Prompt = Type out every line below exactly as it reads.

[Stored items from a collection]
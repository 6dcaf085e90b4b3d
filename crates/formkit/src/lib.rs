//! Formkit - command-line shell around `formkit-core`
//!
//! Lists the component palette, replays scripted builder sessions and checks
//! preview submissions against the resulting form.

pub mod cli;
pub mod commands;
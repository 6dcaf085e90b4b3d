//! Validation-focused tests for configuration

#[cfg(test)]
mod validation_tests {
    use crate::config::{Config, PaletteOverride};
    use crate::domain::field::FieldKind;
    use crate::Error;

    fn with_override(kind: &str, patch: PaletteOverride) -> Config {
        Config {
            palette: [(kind.to_string(), patch)].into_iter().collect(),
            ..Config::default()
        }
    }

    #[test]
    fn defaults_are_valid() {
        assert!(Config::default().validate().is_ok());
    }

    #[test]
    fn prefix_must_be_id_fragment() {
        let mut config = Config::default();
        config.ids.prefix = "bad/prefix".to_string();
        assert!(matches!(config.validate(), Err(Error::InvalidConfig(_))));
    }

    #[test]
    fn unknown_kind_names_the_valid_kinds() {
        let config = with_override("slider", PaletteOverride::default());
        let message = config.validate().map_err(|e| e.to_string()).err();
        let message = message.unwrap_or_default();
        assert!(message.contains("palette.slider"), "{message}");
        assert!(message.contains("checkbox"), "{message}");
    }

    #[test]
    fn options_only_for_option_kinds() {
        let patch = PaletteOverride {
            options: Some(vec!["A".to_string()]),
            ..PaletteOverride::default()
        };
        assert!(with_override("radio", patch.clone()).validate().is_ok());
        assert!(with_override("number", patch).validate().is_err());
    }

    #[test]
    fn blank_label_and_blank_options_rejected() {
        let blank_label = PaletteOverride {
            label: Some("  ".to_string()),
            ..PaletteOverride::default()
        };
        assert!(with_override("text", blank_label).validate().is_err());

        let blank_option = PaletteOverride {
            options: Some(vec!["A".to_string(), String::new()]),
            ..PaletteOverride::default()
        };
        assert!(with_override("select", blank_option).validate().is_err());
    }

    #[test]
    fn checkbox_placeholder_rejected() {
        let patch = PaletteOverride {
            placeholder: Some("Tick".to_string()),
            ..PaletteOverride::default()
        };
        assert!(with_override("checkbox", patch).validate().is_err());
    }

    #[test]
    fn overrides_parse_kind_keys() {
        let config = with_override("email", PaletteOverride::default());
        let kinds: Vec<FieldKind> = config
            .palette_overrides()
            .map(|pairs| pairs.into_iter().map(|(kind, _)| kind).collect())
            .unwrap_or_default();
        assert_eq!(kinds, vec![FieldKind::Email]);
    }

    #[test]
    fn id_generator_uses_prefix() {
        let mut config = Config::default();
        config.ids.prefix = "q".to_string();
        let mut ids = config
            .id_generator()
            .unwrap_or_else(|e| panic!("valid prefix rejected: {e}"));
        assert!(ids.next_id().as_str().starts_with("q-"));
    }

    #[test]
    fn id_generator_reports_identifier_error() {
        let mut config = Config::default();
        config.ids.prefix = "bad prefix".to_string();
        let result = config.id_generator();
        assert!(matches!(result, Err(Error::Identifier(_))));
        let message = result.err().map(|e| e.to_string()).unwrap_or_default();
        assert!(message.starts_with("Identifier error:"), "{message}");
    }
}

Solution to this problem =
repository 6dcaf085e90b4b3d
filename crates/formkit/src/lib.rs
//! Formkit - command-line shell around `formkit-core`
//!
//! Lists the component palette, replays scripted builder sessions and checks
//! preview submissions against the resulting form.

pub mod cli;
pub mod commands;
repository 6dcaf085e90b4b3d
//! Validation-focused tests for configuration

#[cfg(test)]
mod validation_tests {
    use crate::config::{Config, PaletteOverride};
    use crate::domain::field::FieldKind;
    use crate::Error;

    fn with_override(kind: &str, patch: PaletteOverride) -> Config {
        Config {
            palette: [(kind.to_string(), patch)].into_iter().collect(),
            ..Config::default()
        }
    }

    #[test]
    fn defaults_are_valid() {
        assert!(Config::default().validate().is_ok());
    }

    #[test]
    fn prefix_must_be_id_fragment() {
        let mut config = Config::default();
        config.ids.prefix = "bad/prefix".to_string();
        assert!(matches!(config.validate(), Err(Error::InvalidConfig(_))));
    }

    #[test]
    fn unknown_kind_names_the_valid_kinds() {
        let config = with_override("slider", PaletteOverride::default());
        let message = config.validate().map_err(|e| e.to_string()).err();
        let message = message.unwrap_or_default();
        assert!(message.contains("palette.slider"), "{message}");
        assert!(message.contains("checkbox"), "{message}");
    }

    #[test]
    fn options_only_for_option_kinds() {
        let patch = PaletteOverride {
            options: Some(vec!["A".to_string()]),
            ..PaletteOverride::default()
        };
        assert!(with_override("radio", patch.clone()).validate().is_ok());
        assert!(with_override("number", patch).validate().is_err());
    }

    #[test]
    fn blank_label_and_blank_options_rejected() {
        let blank_label = PaletteOverride {
            label: Some("  ".to_string()),
            ..PaletteOverride::default()
        };
        assert!(with_override("text", blank_label).validate().is_err());

        let blank_option = PaletteOverride {
            options: Some(vec!["A".to_string(), String::new()]),
            ..PaletteOverride::default()
        };
        assert!(with_override("select", blank_option).validate().is_err());
    }

    #[test]
    fn checkbox_placeholder_rejected() {
        let patch = PaletteOverride {
            placeholder: Some("Tick".to_string()),
            ..PaletteOverride::default()
        };
        assert!(with_override("checkbox", patch).validate().is_err());
    }

    #[test]
    fn overrides_parse_kind_keys() {
        let config = with_override("email", PaletteOverride::default());
        let kinds: Vec<FieldKind> = config
            .palette_overrides()
            .map(|pairs| pairs.into_iter().map(|(kind, _)| kind).collect())
            .unwrap_or_default();
        assert_eq!(kinds, vec![FieldKind::Email]);
    }

    #[test]
    fn id_generator_uses_prefix() {
        let mut config = Config::default();
        config.ids.prefix = "q".to_string();
        let mut ids = config
            .id_generator()
            .unwrap_or_else(|e| panic!("valid prefix rejected: {e}"));
        assert!(ids.next_id().as_str().starts_with("q-"));
    }

    #[test]
    fn id_generator_reports_identifier_error() {
        let mut config = Config::default();
        config.ids.prefix = "bad prefix".to_string();
        let result = config.id_generator();
        assert!(matches!(result, Err(Error::Identifier(_))));
        let message = result.err().map(|e| e.to_string()).unwrap_or_default();
        assert!(message.starts_with("Identifier error:"), "{message}");
    }
}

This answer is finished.